Menendez’s bill is based on the bipartisan framework developed by Sens. Chuck Schumer (D-NY) and Lindsey Graham (R-SC), according to a plan revealed last night as the White House released some details of President Obama’s private huddle with Menendez, Rep. Nydia Velazquez and Rep. Luis Gutierrez.In a speech to the Congressional Hispanic Caucus Wednesday night, Obama told the group they have “every right to keep the heat on me and keep the heat on the Democrats, and I hope you do,” acknowledging the disappointment he hasn’t lived up to his campaign promise to make immigration reform as a top priority.
Then Obama framed the debate for the group, something you can expect to hear more in the coming weeks:
But don’t forget who is standing with you, and who is standing against you. Don’t ever believe that this election coming up doesn’t matter.

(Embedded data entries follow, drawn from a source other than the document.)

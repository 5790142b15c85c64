use thiserror::Error;

pub type Result<T> = std::result::Result<T, WindowError>;

#[derive(Debug, Error, PartialEq, Eq)]
pub enum WindowError {
    #[error("{ring} ring capacity must be non-zero")]
    ZeroCapacity { ring: &'static str },
    #[error("{field} must not be negative, got {value}")]
    NegativeSeconds { field: &'static str, value: i64 },
}

pub(crate) fn ensure_capacity(ring: &'static str, len: usize) -> Result<()> {
    if len == 0 {
        return Err(WindowError::ZeroCapacity { ring });
    }
    Ok(())
}

pub(crate) fn ensure_seconds(field: &'static str, value: i64) -> Result<()> {
    if value < 0 {
        return Err(WindowError::NegativeSeconds { field, value });
    }
    Ok(())
}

Graham has said any immigration measure is DOA this year, a position he staked out after walking away from climate change legislation. Senate Majority Leader Harry Reid took political heat from the right when promising immigration would get a second look before Congress adjourns for the midterm elections. At the same time, it will help to energize base voters and the Latinos in many of the competitive Western states this fall. As an aide told me this spring, pushing the issue helps in an election year: “Either way, we win.”

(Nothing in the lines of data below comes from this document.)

mod sample;

use std::{
    env, process,
    sync::{
        Arc,
        atomic::{AtomicBool, Ordering},
    },
    thread,
    time::Duration,
};

use core_types::{EngineConfig, RetryLimiter};
use log::{info, warn};
use sample::HostSample;
use serde_json::json;
use thiserror::Error;
use time_window::{
    Coalesce, MultiKeyWindow, MultiKeyWindowBuilder, RollingWindow, RollingWindowBuilder,
    WindowError, WindowRegistry,
};
use tracing_subscriber::EnvFilter;

const GROUP: &str = "web";
const HOSTS: usize = 4;
const DEFAULT_RUN_SECS: u64 = 10;
const DEFAULT_CONFIG: &str = "config.toml";
const DEFAULT_SERIES_LEN: usize = 60;
const PUSH_INTERVAL: Duration = Duration::from_millis(250);
// every FLAKY_EVERY-th poll of the flaky host fails
const FLAKY_EVERY: u64 = 5;

fn main() {
    init_logging();
    if let Err(err) = run() {
        eprintln!("window-diag failed: {err}");
        process::exit(1);
    }
}

fn run() -> Result<(), DiagError> {
    let args = CliArgs::parse_from(env::args().skip(1))?;
    let run_for = Duration::from_secs(args.secs);
    let config = EngineConfig::load_from(&args.config)?;
    let multi_key = &config.multi_key;
    let window: Arc<MultiKeyWindow<HostSample>> = Arc::new(
        MultiKeyWindowBuilder::from_settings(multi_key)
            .series_len(multi_key.series_len.unwrap_or(DEFAULT_SERIES_LEN))
            .build()?,
    );
    let registry: Arc<WindowRegistry<String, u64>> =
        Arc::new(WindowRegistry::new(&config.registry)?);
    // group requests per second, summed across hosts
    let requests: Arc<RollingWindow<u64>> = Arc::new(
        RollingWindowBuilder::from_settings(&config.window)
            .coalesce(Coalesce::Merge)
            .build()?,
    );
    let limiter = Arc::new(RetryLimiter::from_settings(&config.retry));

    let stop = Arc::new(AtomicBool::new(false));
    {
        let stop = Arc::clone(&stop);
        ctrlc::set_handler(move || stop.store(true, Ordering::Relaxed))?;
    }

    info!("window-diag: {HOSTS} hosts in group {GROUP} for {run_for:?}");
    let producers: Vec<_> = (0..HOSTS)
        .map(|idx| {
            let producer = Producer {
                host: format!("{GROUP}-{idx}"),
                flaky: idx == 0,
                window: Arc::clone(&window),
                registry: Arc::clone(&registry),
                requests: Arc::clone(&requests),
                limiter: Arc::clone(&limiter),
            };
            let stop = Arc::clone(&stop);
            thread::spawn(move || producer.run(&stop))
        })
        .collect();

    sleep_with_stop(&stop, run_for);
    stop.store(true, Ordering::Relaxed);
    for handle in producers {
        if handle.join().is_err() {
            warn!("window-diag: producer thread panicked");
        }
    }

    println!("{}", render_report(&window, &registry, &requests)?);
    Ok(())
}

/// `RUST_LOG` filter, `info` by default. Library `log` records are bridged in.
fn init_logging() {
    let filter = EnvFilter::try_from_default_env().unwrap_or_else(|_| EnvFilter::new("info"));
    tracing_subscriber::fmt()
        .with_env_filter(filter)
        .with_target(false)
        .compact()
        .init();
}

struct CliArgs {
    secs: u64,
    config: String,
}

impl CliArgs {
    fn parse_from<I: IntoIterator<Item = String>>(args: I) -> Result<Self, DiagError> {
        let mut secs = DEFAULT_RUN_SECS;
        let mut config = DEFAULT_CONFIG.to_string();
        for arg in args {
            if let Some(value) = arg.strip_prefix("--secs=") {
                secs = value
                    .parse()
                    .map_err(|_| DiagError::InvalidSecs(value.to_string()))?;
            } else if let Some(value) = arg.strip_prefix("--config=") {
                config = value.to_string();
            } else {
                return Err(DiagError::UnknownArg(arg));
            }
        }
        Ok(Self { secs, config })
    }
}

fn render_report(
    window: &MultiKeyWindow<HostSample>,
    registry: &WindowRegistry<String, u64>,
    requests: &RollingWindow<u64>,
) -> Result<String, DiagError> {
    let mut pushes = serde_json::Map::new();
    registry.range(|host, counter| {
        pushes.insert(host.clone(), json!(counter.points()));
        true
    });
    let group = HostSample::template(GROUP, GROUP);
    let report = json!({
        "last": window.get_last_point(group.clone()),
        "series": window.series(&group),
        "max": window.pop_max(),
        "pushes": pushes,
        "requests": {
            "prev": requests.prev(),
            "max": requests.max(),
            "points": requests.points(),
        },
    });
    Ok(serde_json::to_string_pretty(&report)?)
}

struct Producer {
    host: String,
    flaky: bool,
    window: Arc<MultiKeyWindow<HostSample>>,
    registry: Arc<WindowRegistry<String, u64>>,
    requests: Arc<RollingWindow<u64>>,
    limiter: Arc<RetryLimiter>,
}

impl Producer {
    fn run(self, stop: &AtomicBool) {
        let mut polls: u64 = 0;
        while !stop.load(Ordering::Relaxed) {
            polls += 1;
            if self.limiter.allow(&self.host) {
                match self.poll(polls) {
                    Some(requests) => {
                        self.limiter.delete(&self.host);
                        self.window
                            .push(HostSample::new(self.host.as_str(), GROUP, requests));
                        self.registry.load_or_store(&self.host).push(1);
                        self.requests.push(requests);
                    }
                    None => {
                        let backoff = self.limiter.failed(&self.host);
                        warn!("{}: poll failed, backing off {backoff:?}", self.host);
                    }
                }
            }
            sleep_with_stop(stop, PUSH_INTERVAL);
        }
    }

    /// Synthetic request counter; the flaky host drops every few polls.
    fn poll(&self, polls: u64) -> Option<u64> {
        if self.flaky && polls % FLAKY_EVERY == 0 {
            return None;
        }
        let seed = self.host.bytes().map(u64::from).sum::<u64>();
        Some((polls * 7 + seed) % 100)
    }
}

fn sleep_with_stop(stop: &AtomicBool, interval: Duration) {
    const STEP: Duration = Duration::from_millis(100);
    let mut remaining = interval;
    while remaining > Duration::ZERO {
        if stop.load(Ordering::Relaxed) {
            break;
        }
        let sleep_for = remaining.min(STEP);
        thread::sleep(sleep_for);
        remaining = remaining.saturating_sub(sleep_for);
    }
}

#[derive(Debug, Error)]
enum DiagError {
    #[error("unknown argument: {0} (expected --secs=N or --config=PATH)")]
    UnknownArg(String),
    #[error("invalid --secs value: {0}")]
    InvalidSecs(String),
    #[error(transparent)]
    Config(#[from] config::ConfigError),
    #[error(transparent)]
    Window(#[from] WindowError),
    #[error("failed to encode report: {0}")]
    Json(#[from] serde_json::Error),
    #[error("failed to install signal handler: {0}")]
    Signal(#[from] ctrlc::Error),
}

The White House said Obama told the members of Congress in the private meeting that any reform measure must include “lasting and dedicated resources for border security.” It also must demand “accountability” (read: punishment) for illegal immigrants and employers who hire them.

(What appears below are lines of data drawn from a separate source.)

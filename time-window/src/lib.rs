//! Sliding-window aggregation for live telemetry.
//!
//! The crate exposes:
//! - [`SecondClock`]: coalesces calls into wall-clock seconds over an injectable [`TimeSource`].
//! - [`RollingWindow`]: single-key ring of recent points plus a rolling maximum, with
//!   per-call, last-write-wins, or summing second alignment ([`Coalesce`]).
//! - [`MultiKeyWindow`]: per-second nodes of many keys with merge-key totals, per-key maxima
//!   and an optional history ring for graphing.
//! - [`WindowRegistry`]: lazily creates one rolling window per external key.

pub mod clock;
pub mod error;
pub mod multi_key;
pub mod registry;
mod ring;
pub mod rolling;

pub use clock::{ManualTimeSource, SecondClock, SystemTimeSource, TimeSource};
pub use core_types::{Entry, Keyed, KeyedPoint, Point};
pub use error::{Result, WindowError};
pub use multi_key::{MultiKeyWindow, MultiKeyWindowBuilder};
pub use registry::WindowRegistry;
pub use rolling::{
    Coalesce, DEFAULT_DURATION_SECS, DEFAULT_RING_LEN, DEFAULT_TIMEOUT_SECS, RollingWindow,
    RollingWindowBuilder,
};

During the CHC speech, the president blamed “the Republican leadership’s blockade” for a lack of progress.
“Let’s be clear about this. Without the kind of bipartisan effort we had just a few short years ago, we can’t get these reforms across the finish line,” he said.
Obama noted the 2006 and 2007 efforts to pass a broad bill, both of which failed.
“The bill we forged wasn’t perfect. It wasn’t what any one person might think was optimal,” Obama said. “But because folks were willing to compromise, we came up with a commonsense, comprehensive reform that was so far from the false debates, the notion that somehow on the one hand there’s mass amnesty or on the other hand there’s some unworkable mass deportation.”
But now, “under the pressures of partisanship and election year politics, most of the 11 Republican senators who voted for that reform just four years ago have backed far away from that vote today.” He didn’t name Sen. John McCain, but attendees there said it was clear they knew he was referring to his 2008 Republican rival, who has had an election-year conversion on some of the issues he once championed.
At the CHC dinner, Obama also said he stands by Reid’s decision to get a vote on the DREAM Act dealing with immigration and education. (Read our coverage of the DREAM Act, and how this has split the Democrats, here.)
Reid has tucked the DREAM Act into the Defense Authorization bill, scheduled for a test vote on Tuesday.
Obama told Menendez, Velazquez (D-NY) and Gutierrez (D-IL) that he thinks, “it is time to stop punishing innocent young people for the actions of their parents, especially when those youth grew up in America and want to serve this country in the military or pursue a higher education they have earned through academic excellence.”